Maltravers appeared satisfied—changed the conversation—talked easily on other matters for a few minutes: nor was it till he had dismissed his physician that he broke forth with the thoughts that were burning in him.

"Oh!" cried he aloud, as he rose and paced the room with rapid strides; "now, when I see before me the broad and luminous path, am I to be condemned to halt and turn aside? A vast empire rises on my view, greater than that of Caesars and conquerors—an empire durable and universal in the souls of men, that time itself cannot overthrow; and Death marches with me, side by side, and the skeleton hand waves me back to the nothingness of common men."

He paused at the casement—he threw it open, and leant forth and gasped for air. Heaven was serene and still, as morning came coldly forth amongst the waning stars; and the haunts of men, in their thoroughfare of idleness and of pleasure, were desolate and void. Nothing, save Nature, was awake.

"And if, O stars!" murmured Maltravers, from the depth of his excited heart—"if I have been insensible to your solemn beauty—if the Heaven and the Earth had been to me but as air and clay—if I were one of a dull and dim-eyed herd—I might live on, and drop into the grave from the ripeness of unprofitable years. It is because I yearn for the great objects of an immortal being, that life shrinks and shrivels up like a scroll. Away! I will not listen to these human and material monitors, and consider life as a thing greater than the things that I would live for. My choice is made, glory is more persuasive than the grave."

He turned impatiently from the casement—his eyes flashed—his chest heaved—he trod the chamber with a monarch's air. All the calculations of prudence, all the tame and methodical reasonings with which, from time to time, he had sought to sober down the impetuous man into the calm machine, faded away before the burst of awful and commanding passions that swept over his soul. Tell a man, in the full tide of his triumphs, that he bears death within him; and what crisis of thought can be more startling and more terrible!

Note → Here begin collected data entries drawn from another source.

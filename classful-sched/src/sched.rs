use std::time::{Duration, Instant};

use tracing::trace;

use crate::tree::{ClassTree, ShapedPacket};

/// The best backlogged leaf found in one scheduling pass.
#[derive(Debug, Clone, Copy)]
struct Candidate {
    priority: u8,
    /// Hops up to the lender; 0 means the leaf sends on its own guarantee.
    depth: usize,
    arrival: Instant,
    leaf: usize,
    lender: usize,
}

impl Candidate {
    /// Selection order: ascending priority, then classes running inside
    /// their own guarantee before borrowers (HTB serves a class at its own
    /// level before one reaching up), then the longest-waiting head packet.
    fn key(&self) -> (u8, usize, Instant) {
        (self.priority, self.depth, self.arrival)
    }
}

impl ClassTree {
    /// Runs one scheduling pass and releases the next packet the tree's
    /// token state allows, or `None` when nothing is eligible.
    ///
    /// The clock is read once per pass (`now`) and every bucket refills
    /// against that single instant, so sibling classes can never observe
    /// skewed refills within a pass.
    pub(crate) fn dequeue_next(&mut self, now: Instant) -> Option<ShapedPacket> {
        self.refill_all(now);

        let mut best: Option<Candidate> = None;
        for leaf in 0..self.nodes().len() {
            let node = self.node(leaf);
            if !node.is_leaf() {
                continue;
            }
            let Some(head) = node.queue.front() else { continue };
            let bytes = head.descriptor().length_bytes();
            let Some((lender, depth)) = self.find_lender(leaf, bytes) else { continue };

            let candidate = Candidate {
                priority: node.priority,
                depth,
                arrival: head.arrival(),
                leaf,
                lender,
            };
            if best.map_or(true, |b| candidate.key() < b.key()) {
                best = Some(candidate);
            }
        }

        let chosen = best?;
        let packet = self.nodes_mut()[chosen.leaf].queue.pop_front()?;
        let bytes = packet.descriptor().length_bytes();

        // Guarantee charge: leaf up to and including the lender. The
        // lender pays out of its guarantee; nodes between pick up the
        // debt (their buckets go negative) and repay it as they refill.
        let mut cursor = Some(chosen.leaf);
        while let Some(idx) = cursor {
            self.nodes_mut()[idx].tokens.charge(bytes);
            if idx == chosen.lender {
                break;
            }
            cursor = self.node(idx).parent;
        }

        // Ceiling charge: the packet transits every ancestor, so every
        // ceiling on the path to the root pays for it. The root charge is
        // what bounds aggregate throughput at link capacity.
        let mut cursor = Some(chosen.leaf);
        while let Some(idx) = cursor {
            self.nodes_mut()[idx].ctokens.charge(bytes);
            cursor = self.node(idx).parent;
        }

        trace!(class = %packet.class(), bytes, depth = chosen.depth, "dequeued");
        Some(packet)
    }

    /// Earliest time a backlogged class could plausibly become eligible.
    ///
    /// A wake hint for pollers: it accounts for each leaf's own ceiling
    /// deficit and the soonest guarantee refill on its ancestor path, but
    /// not for ceiling contention between siblings, so the schedule may
    /// still yield nothing at the hinted time, in which case callers poll
    /// again.
    pub(crate) fn next_wake(&mut self, now: Instant) -> Option<Duration> {
        self.refill_all(now);

        let mut soonest: Option<Duration> = None;
        for leaf in 0..self.nodes().len() {
            let node = self.node(leaf);
            if !node.is_leaf() {
                continue;
            }
            let Some(head) = node.queue.front() else { continue };
            let bytes = head.descriptor().length_bytes();

            let Some(ceiling_wait) = node.ctokens.time_until(bytes) else { continue };

            // Soonest possible lender anywhere on the path.
            let mut lend_wait: Option<Duration> = None;
            let mut cursor = Some(leaf);
            while let Some(idx) = cursor {
                let n = self.node(idx);
                if let Some(t) = n.tokens.time_until(bytes) {
                    lend_wait = Some(lend_wait.map_or(t, |cur| cur.min(t)));
                }
                cursor = n.parent;
            }
            let Some(lend_wait) = lend_wait else { continue };

            let wait = ceiling_wait.max(lend_wait);
            soonest = Some(soonest.map_or(wait, |cur| cur.min(wait)));
        }
        soonest
    }

    fn refill_all(&mut self, now: Instant) {
        for node in self.nodes_mut() {
            node.tokens.refill(now);
            node.ctokens.refill(now);
        }
    }

    /// Walks leaf → root. Every ceiling on the path must have credit for
    /// the packet; the lender is the nearest node with guarantee credit.
    /// `None` means the leaf is not eligible this pass.
    fn find_lender(&self, leaf: usize, bytes: u32) -> Option<(usize, usize)> {
        let mut lender = None;
        let mut cursor = Some(leaf);
        let mut hops = 0usize;
        while let Some(idx) = cursor {
            let node = self.node(idx);
            if !node.ctokens.has(bytes) {
                return None;
            }
            if lender.is_none() && node.tokens.has(bytes) {
                lender = Some((idx, hops));
            }
            cursor = node.parent;
            hops += 1;
        }
        lender
    }
}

Maltravers had, as we have seen, cared little for fame, till fame had been brought within his reach: then, with every step he took, new Alps had arisen. Each new conjecture brought to light a new truth that demanded enforcement or defence. Rivalry and competition chafed his blood, and kept his faculties at their full speed. He had the generous race-horse spirit of emulation. Ever in action, ever in progress, cheered on by the sarcasms of foes, even more than by the applause of friends, the desire of glory had become the habit of existence. When we have commenced a career, what stop is there till the grave?—where is the definite barrier of that ambition which, like the eastern bird, seems ever on the wing, and never rests upon the earth? Our names are not settled till our death: the ghosts of what we have done are made our haunting monitors—our scourging avengers—if ever we cease to do, or fall short of the younger past. Repose is oblivion; to pause is to unravel all the web that we have woven—until the tomb closes over us, and men, just when it is too late, strike the fair balance between ourselves and our rivals; and we are measured, not by the least, but by the greatest triumphs we have achieved. Oh, what a crushing sense of impotence comes over us, when we feel that our frame cannot support our mind—when the hand can no longer execute what the soul, actively as ever, conceives and desires!—the quick life tied to the dead form—the ideas fresh as immortality, gushing forth rich and golden, and the broken nerves, and the aching frame, and the weary eyes!—the spirit athirst for liberty and heaven—and the damning, choking consciousness that we are walled up and prisoned in a dungeon that must be our burial-place! Talk not of freedom—there is no such thing as freedom to a man whose body is the gaol, whose infirmities are the racks, of his genius!

22 I had the strength of a madman to my own cost, and employed that strength in my own punishment.